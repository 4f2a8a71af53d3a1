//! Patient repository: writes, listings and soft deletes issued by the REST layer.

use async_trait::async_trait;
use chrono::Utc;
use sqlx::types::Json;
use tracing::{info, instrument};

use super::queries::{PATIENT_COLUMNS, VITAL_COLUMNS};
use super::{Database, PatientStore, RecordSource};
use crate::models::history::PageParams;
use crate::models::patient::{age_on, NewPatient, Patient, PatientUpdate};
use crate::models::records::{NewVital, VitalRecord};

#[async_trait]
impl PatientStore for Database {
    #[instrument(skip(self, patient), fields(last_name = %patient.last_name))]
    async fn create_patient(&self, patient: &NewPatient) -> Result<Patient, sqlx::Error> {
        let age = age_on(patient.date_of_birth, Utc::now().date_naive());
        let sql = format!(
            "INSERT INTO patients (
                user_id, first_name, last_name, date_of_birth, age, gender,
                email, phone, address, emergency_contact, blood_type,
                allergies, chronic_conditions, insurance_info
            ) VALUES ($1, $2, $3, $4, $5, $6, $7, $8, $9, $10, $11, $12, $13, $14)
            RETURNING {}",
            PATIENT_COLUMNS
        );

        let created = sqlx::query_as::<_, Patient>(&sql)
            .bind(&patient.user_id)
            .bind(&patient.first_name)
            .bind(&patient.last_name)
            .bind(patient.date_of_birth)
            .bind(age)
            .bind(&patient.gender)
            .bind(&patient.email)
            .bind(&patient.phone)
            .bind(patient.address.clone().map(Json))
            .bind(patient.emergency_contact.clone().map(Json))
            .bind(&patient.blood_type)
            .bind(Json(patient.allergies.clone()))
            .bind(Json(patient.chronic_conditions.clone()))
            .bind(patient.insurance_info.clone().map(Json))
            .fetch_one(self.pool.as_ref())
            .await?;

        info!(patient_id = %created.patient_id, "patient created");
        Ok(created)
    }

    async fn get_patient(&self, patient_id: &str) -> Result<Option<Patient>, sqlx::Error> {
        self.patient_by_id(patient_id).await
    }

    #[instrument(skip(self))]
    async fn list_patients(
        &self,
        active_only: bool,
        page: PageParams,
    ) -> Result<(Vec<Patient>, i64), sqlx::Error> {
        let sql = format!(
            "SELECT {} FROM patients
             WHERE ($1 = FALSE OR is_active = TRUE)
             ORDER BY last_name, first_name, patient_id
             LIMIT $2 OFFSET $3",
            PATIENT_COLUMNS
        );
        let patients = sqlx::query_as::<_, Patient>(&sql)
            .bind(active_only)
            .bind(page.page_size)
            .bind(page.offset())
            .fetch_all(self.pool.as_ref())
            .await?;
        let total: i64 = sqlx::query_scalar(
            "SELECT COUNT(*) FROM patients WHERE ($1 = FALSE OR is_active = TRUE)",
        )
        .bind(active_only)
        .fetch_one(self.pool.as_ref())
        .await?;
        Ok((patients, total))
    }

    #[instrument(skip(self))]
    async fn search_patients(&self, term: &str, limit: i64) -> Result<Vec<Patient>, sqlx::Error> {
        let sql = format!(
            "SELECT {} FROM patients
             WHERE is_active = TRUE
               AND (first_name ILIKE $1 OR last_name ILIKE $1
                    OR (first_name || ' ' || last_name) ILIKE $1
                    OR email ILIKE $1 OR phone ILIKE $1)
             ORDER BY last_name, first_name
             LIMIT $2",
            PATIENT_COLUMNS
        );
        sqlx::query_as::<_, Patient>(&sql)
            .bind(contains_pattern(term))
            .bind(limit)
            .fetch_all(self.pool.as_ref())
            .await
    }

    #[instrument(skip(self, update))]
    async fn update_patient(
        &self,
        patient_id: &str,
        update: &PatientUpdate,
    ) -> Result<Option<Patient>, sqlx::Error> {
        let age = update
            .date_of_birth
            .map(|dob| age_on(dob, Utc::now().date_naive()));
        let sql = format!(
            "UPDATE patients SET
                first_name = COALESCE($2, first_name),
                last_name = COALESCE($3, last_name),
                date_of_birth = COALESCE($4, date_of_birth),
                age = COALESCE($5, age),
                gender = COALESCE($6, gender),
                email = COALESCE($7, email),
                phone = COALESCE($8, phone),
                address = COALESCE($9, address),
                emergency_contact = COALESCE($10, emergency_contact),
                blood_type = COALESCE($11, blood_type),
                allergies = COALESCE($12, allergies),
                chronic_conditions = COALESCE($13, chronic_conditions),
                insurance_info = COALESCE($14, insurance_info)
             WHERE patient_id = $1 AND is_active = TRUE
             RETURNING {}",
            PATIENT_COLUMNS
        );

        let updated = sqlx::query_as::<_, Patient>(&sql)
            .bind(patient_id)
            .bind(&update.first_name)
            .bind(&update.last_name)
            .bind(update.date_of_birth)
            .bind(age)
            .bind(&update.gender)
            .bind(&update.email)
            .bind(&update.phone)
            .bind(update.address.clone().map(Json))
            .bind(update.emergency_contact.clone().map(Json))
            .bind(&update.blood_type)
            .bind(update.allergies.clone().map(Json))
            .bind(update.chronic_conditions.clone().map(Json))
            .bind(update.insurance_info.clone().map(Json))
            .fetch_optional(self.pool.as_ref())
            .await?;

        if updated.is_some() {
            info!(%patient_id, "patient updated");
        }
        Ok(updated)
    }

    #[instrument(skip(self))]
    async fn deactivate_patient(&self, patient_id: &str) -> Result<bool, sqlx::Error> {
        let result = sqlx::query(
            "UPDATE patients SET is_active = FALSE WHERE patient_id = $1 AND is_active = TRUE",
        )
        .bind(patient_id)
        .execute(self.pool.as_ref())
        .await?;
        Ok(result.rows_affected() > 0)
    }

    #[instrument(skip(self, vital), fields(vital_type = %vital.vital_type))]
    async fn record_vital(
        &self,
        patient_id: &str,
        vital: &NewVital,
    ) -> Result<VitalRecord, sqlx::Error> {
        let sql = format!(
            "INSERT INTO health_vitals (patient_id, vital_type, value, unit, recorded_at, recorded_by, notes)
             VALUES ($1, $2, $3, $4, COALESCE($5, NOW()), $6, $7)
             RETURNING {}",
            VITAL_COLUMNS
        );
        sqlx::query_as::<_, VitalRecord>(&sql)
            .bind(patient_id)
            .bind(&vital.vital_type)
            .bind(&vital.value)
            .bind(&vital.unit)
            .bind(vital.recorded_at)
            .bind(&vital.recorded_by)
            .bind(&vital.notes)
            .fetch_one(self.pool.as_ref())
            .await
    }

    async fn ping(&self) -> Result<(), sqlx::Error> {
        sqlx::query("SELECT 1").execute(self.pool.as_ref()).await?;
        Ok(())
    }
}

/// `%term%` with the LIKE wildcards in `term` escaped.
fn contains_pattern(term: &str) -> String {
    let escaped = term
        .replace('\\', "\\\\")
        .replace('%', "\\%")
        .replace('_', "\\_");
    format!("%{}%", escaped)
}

* * *

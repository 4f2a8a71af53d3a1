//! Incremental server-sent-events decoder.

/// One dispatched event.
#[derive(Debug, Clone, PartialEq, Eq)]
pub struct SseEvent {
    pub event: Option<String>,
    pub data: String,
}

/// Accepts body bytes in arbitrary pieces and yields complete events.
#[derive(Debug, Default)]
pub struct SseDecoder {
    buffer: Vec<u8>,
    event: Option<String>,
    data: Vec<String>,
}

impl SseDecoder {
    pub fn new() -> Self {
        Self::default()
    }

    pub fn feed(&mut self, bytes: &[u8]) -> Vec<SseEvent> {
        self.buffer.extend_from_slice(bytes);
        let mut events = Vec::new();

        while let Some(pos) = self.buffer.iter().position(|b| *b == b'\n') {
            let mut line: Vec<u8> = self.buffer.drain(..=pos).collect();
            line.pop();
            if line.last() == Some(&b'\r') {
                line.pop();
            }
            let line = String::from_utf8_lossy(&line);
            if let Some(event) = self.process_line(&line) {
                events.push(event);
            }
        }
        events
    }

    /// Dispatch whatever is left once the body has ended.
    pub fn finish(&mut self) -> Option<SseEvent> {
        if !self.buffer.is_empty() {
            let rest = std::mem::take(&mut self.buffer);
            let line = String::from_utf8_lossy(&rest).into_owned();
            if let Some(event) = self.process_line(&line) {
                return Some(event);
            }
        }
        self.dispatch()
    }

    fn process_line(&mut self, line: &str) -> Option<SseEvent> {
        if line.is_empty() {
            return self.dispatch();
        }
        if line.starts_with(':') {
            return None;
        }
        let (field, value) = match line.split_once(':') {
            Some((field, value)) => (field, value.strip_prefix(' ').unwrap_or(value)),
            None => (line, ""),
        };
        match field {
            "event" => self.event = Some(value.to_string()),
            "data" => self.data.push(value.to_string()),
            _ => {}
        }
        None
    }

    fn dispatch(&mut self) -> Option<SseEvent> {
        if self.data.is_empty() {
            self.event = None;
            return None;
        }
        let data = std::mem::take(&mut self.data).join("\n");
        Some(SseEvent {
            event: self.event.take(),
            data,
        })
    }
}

Work request:
Among the lines above, please find those with "unit" and copy them.

Answer to this task:
            "INSERT INTO health_vitals (patient_id, vital_type, value, unit, recorded_at, recorded_by, notes)
            .bind(&vital.unit)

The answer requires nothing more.